Under current conditions, the range overlap between the six-spined beetle and Norway spruce was mainly detected in France, Germany, Switzerland, Andorra, Spain, Norway, Sweden, Finland, Italy, the United Kingdom, Estonia, Slovakia, and Austria, covering 1.67 million km2 (Figure 4d and Figure S2), and the range overlap index was 0.693. The spatial patterns of range overlap between the six-spined beetle and Norway spruce under the SSP126 scenario were similar to those under current conditions, with the exception of the larger distribution in the higher latitudinal regions of Finland, Sweden, and Norway under the SSP126 scenario, covering 2.25 million km2 (Figure 4e and Figure S2), and the range overlap index was 0.852. Under the SSP585 scenario, the range overlap between the six-spined beetle and Norway spruce was primarily projected in Ireland, the United Kingdom, France, Germany, Sweden, Norway, Finland, Iceland, Italy, Spain, and Slovakia, covering 2.21 million km2 (Figure 4f and Figure S2), and the range overlap index was 0.764. In sum, the overlapped ranges between the six-spined beetle and Norway spruce shifted to higher latitudinal regions, especially Norway, Finland, and Sweden, under future scenarios relative to those under current conditions.

4. Discussion

Here, we elucidated the range expansions of the two pests and the increases in the range overlap between the two pests and their host tree under future change scenarios, suggesting that these two pests could pose greater threats to Norway spruce in the future. Based on projected range shifts and range overlap with the host tree, the six-spined beetle might pose greater threats to Norway spruce than the eight-spined beetle, albeit the latter has previously been considered to have more deleterious effects on Norway spruce. Therefore, the results of our study provide novel insights that will aid the development of strategies to mitigate the damage to Norway spruce caused by these two pests in Europe in the future.

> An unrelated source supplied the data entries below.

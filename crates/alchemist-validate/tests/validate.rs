//! Tests for schema and per-entity row checks.

use alchemist_model::{CellValue, Entity, Row, Table, ValidationError};
use alchemist_validate::{
    validate_clients, validate_structure, validate_table, validate_tasks, validate_workers,
};

fn client(id: &str, priority: CellValue, requested: &str, attributes: &str) -> Row {
    Row::from_pairs([
        ("ClientID", CellValue::from(id)),
        ("PriorityLevel", priority),
        ("RequestedTaskIDs", CellValue::from(requested)),
        ("GroupTag", CellValue::from("GA")),
        ("AttributesJSON", CellValue::from(attributes)),
    ])
}

fn worker(id: &str, slots: &str, max_load: &str) -> Row {
    Row::from_pairs([
        ("WorkerID", id),
        ("Skills", "[\"welding\"]"),
        ("AvailableSlots", slots),
        ("MaxLoadPerPhase", max_load),
    ])
}

fn task(id: &str, duration: &str, phases: &str, max_concurrent: &str) -> Row {
    Row::from_pairs([
        ("TaskID", id),
        ("Duration", duration),
        ("PreferredPhases", phases),
        ("RequiredSkills", "[]"),
        ("MaxConcurrent", max_concurrent),
    ])
}

fn on_field<'a>(errors: &'a [ValidationError], field: &str) -> Vec<&'a ValidationError> {
    errors.iter().filter(|error| error.field == field).collect()
}

// --- Schema checks ---

#[test]
fn schema_reports_each_missing_column() {
    let table = Table::from_rows(
        Entity::Clients,
        vec![Row::from_pairs([("ClientID", "C1"), ("PriorityLevel", "3")])],
    );
    let errors = validate_structure(&table);
    let fields: Vec<&str> = errors.iter().map(|error| error.field.as_str()).collect();
    assert_eq!(fields, vec!["RequestedTaskIDs", "GroupTag", "AttributesJSON"]);
    assert!(errors.iter().all(|error| error.row.is_none()));
    assert_eq!(errors[1].message, "GroupTag column is missing");
}

#[test]
fn schema_ignores_empty_tables() {
    let table = Table::new(Entity::Workers, vec!["WorkerID".to_string()]);
    assert!(validate_structure(&table).is_empty());
}

#[test]
fn schema_passes_complete_worker_header() {
    let table = Table::from_rows(Entity::Workers, vec![worker("W1", "[1]", "1")]);
    assert!(validate_structure(&table).is_empty());
}

// --- Clients ---

#[test]
fn priority_level_must_be_between_one_and_five() {
    let rows = vec![
        client("C1", CellValue::Number(1.0), "T1", "{}"),
        client("C2", CellValue::from("5"), "T1", "{}"),
        client("C3", CellValue::Number(0.0), "T1", "{}"),
        client("C4", CellValue::from("high"), "T1", "{}"),
        client("C5", CellValue::Number(6.0), "T1", "{}"),
        client("C6", CellValue::Missing, "T1", "{}"),
    ];
    let errors = validate_clients(&Table::from_rows(Entity::Clients, rows));
    let rows: Vec<Option<usize>> = on_field(&errors, "PriorityLevel")
        .iter()
        .map(|error| error.row)
        .collect();
    assert_eq!(rows, vec![Some(2), Some(3), Some(4), Some(5)]);
    assert_eq!(errors[0].message, "PriorityLevel must be between 1 and 5");
}

#[test]
fn duplicate_client_ids_flag_later_rows_only() {
    let rows = vec![
        client("C1", CellValue::Number(1.0), "T1", "{}"),
        client("C2", CellValue::Number(1.0), "T1", "{}"),
        client("C1", CellValue::Number(1.0), "T1", "{}"),
        client("C1", CellValue::Number(1.0), "T1", "{}"),
        client("  ", CellValue::Number(1.0), "T1", "{}"),
    ];
    let errors = validate_clients(&Table::from_rows(Entity::Clients, rows));
    let ids = on_field(&errors, "ClientID");
    assert_eq!(ids.len(), 3);
    assert_eq!((ids[0].row, ids[0].message.as_str()), (Some(2), "Duplicate ClientID"));
    assert_eq!((ids[1].row, ids[1].message.as_str()), (Some(3), "Duplicate ClientID"));
    assert_eq!((ids[2].row, ids[2].message.as_str()), (Some(4), "ClientID is required"));
}

#[test]
fn requested_task_ids_reject_blank_tokens() {
    let rows = vec![
        client("C1", CellValue::Number(1.0), "T1, T2", "{}"),
        client("C2", CellValue::Number(1.0), "T1,,T2", "{}"),
        client("C3", CellValue::Number(1.0), "", "{}"),
        client("C4", CellValue::Number(1.0), "T1,", "{}"),
    ];
    let errors = validate_clients(&Table::from_rows(Entity::Clients, rows));
    let rows: Vec<Option<usize>> = on_field(&errors, "RequestedTaskIDs")
        .iter()
        .map(|error| error.row)
        .collect();
    assert_eq!(rows, vec![Some(1), Some(2), Some(3)]);
}

#[test]
fn attributes_json_must_parse() {
    let rows = vec![
        client("C1", CellValue::Number(1.0), "T1", "{\"x\":1}"),
        client("C2", CellValue::Number(1.0), "T1", "{bad"),
    ];
    let errors = validate_clients(&Table::from_rows(Entity::Clients, rows));
    let attributes = on_field(&errors, "AttributesJSON");
    assert_eq!(attributes.len(), 1);
    assert_eq!(attributes[0].row, Some(1));
    assert_eq!(attributes[0].message, "Malformed JSON in AttributesJSON");
}

// --- Workers ---

#[test]
fn worker_slots_and_load_are_checked() {
    let rows = vec![
        worker("W1", "[1,2,3]", "2"),
        worker("W2", "[1,\"x\"]", "1"),
        worker("W3", "not a list", "0"),
        worker("W1", "[]", "abc"),
    ];
    let errors = validate_workers(&Table::from_rows(Entity::Workers, rows));
    let slots: Vec<Option<usize>> = on_field(&errors, "AvailableSlots")
        .iter()
        .map(|error| error.row)
        .collect();
    assert_eq!(slots, vec![Some(1), Some(2)]);
    let load: Vec<Option<usize>> = on_field(&errors, "MaxLoadPerPhase")
        .iter()
        .map(|error| error.row)
        .collect();
    assert_eq!(load, vec![Some(2), Some(3)]);
    assert_eq!(on_field(&errors, "WorkerID")[0].message, "Duplicate WorkerID");
}

// --- Tasks ---

#[test]
fn task_numbers_and_phases_are_checked() {
    let rows = vec![
        task("T1", "1", "1,2,4-6", "1"),
        task("T2", "0", "[2,3]", "3"),
        task("T3", "2", "early", "0"),
        task("T4", "2", "", "1"),
    ];
    let errors = validate_tasks(&Table::from_rows(Entity::Tasks, rows));
    assert_eq!(on_field(&errors, "Duration")[0].row, Some(1));
    assert_eq!(on_field(&errors, "MaxConcurrent")[0].row, Some(2));
    let phases = on_field(&errors, "PreferredPhases");
    assert_eq!(phases.len(), 1);
    assert_eq!(phases[0].row, Some(2));
    assert_eq!(phases[0].message, "Invalid format in PreferredPhases");
    assert_eq!(errors.len(), 3);
}

#[test]
fn validate_table_combines_schema_and_rows() {
    let table = Table::from_rows(
        Entity::Tasks,
        vec![Row::from_pairs([("TaskID", "T1"), ("Duration", "0")])],
    );
    let errors = validate_table(&table);
    assert!(errors.iter().any(|error| error.message == "MaxConcurrent column is missing"));
    assert!(errors.iter().any(|error| error.message == "Duration must be ≥ 1"));
    assert!(errors.iter().all(|error| error.entity == Entity::Tasks));
}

Our study showed that host availability had far higher importance values than other factors, i.e., 0.819 vs. 0.075 (IV of the second highest factors) and 0.733 vs. 0.086 (IV of the second highest factors), characterized in the SDMs for the potential ranges of the eight-spined and six-spined beetles, respectively. Therefore, host availability did not only have the strongest effect on the range shifts of the two pests but also, to a large extent, determined the potential ranges of the two pests, as well as largely determined the reliability of SDMs for projecting the potential ranges of the two pests. This might stem from the fact that Norway spruce provides a key food source for the two pests [25], or their survival might be substantially compromised without access to Norway spruce. In other words, changes in the range of these pests might coincide with the changes in the range of Norway spruce; these two pests might thus have long-term effects on Norway spruce. Faccoli and Berna rdinelli (2014) observed that mixed Norway spruce forests had higher resistance against the two pests compared with pure Norway spruce forests [54]. Therefore, the transformation of pure Norway spruce forests to mixed Norway spruce forests might be necessary for combating the future effects of the two pests on Norway spruce forests in Europe.
Numerous studies have shown that host availability might play a more important role in shaping the potential ranges of pests than climatic factors, especially for oligophagous species [20,55,56]. For example, Dang et al. (2021) suggested that stronger roles of host availability might be associated with the oligophagy of pests, implying that food constraints might play a particularly important role in shaping the potential ranges of the pests [57] and stronger effects of climatic factors on the potential ranges of the pests might be caused by the polyphagy or pseudo-oligophagy of pests [21,22]. Therefore, a reliable and clear definition of the feeding character (polyphagy or oligophagy) for the target species might be needed to reach a consensus on the relative roles of the host availability and climate in shaping the potential ranges of pests. In our study, the stronger roles of host availability on the potential ranges of pests might stem from the oligophagy of the two pests or their host preferences (i.e., Norway spruce) [25], and the potential ranges of the host determine the food availability of the two pests, which affects their potential ranges. However, the potential ranges of the host or Norway spruce were mainly determined by climatic factors. This suggests that the roles of climate in shaping the potential ranges of pests should not be neglected; climate likely affects the potential ranges of pests indirectly through its effects on the range of the host.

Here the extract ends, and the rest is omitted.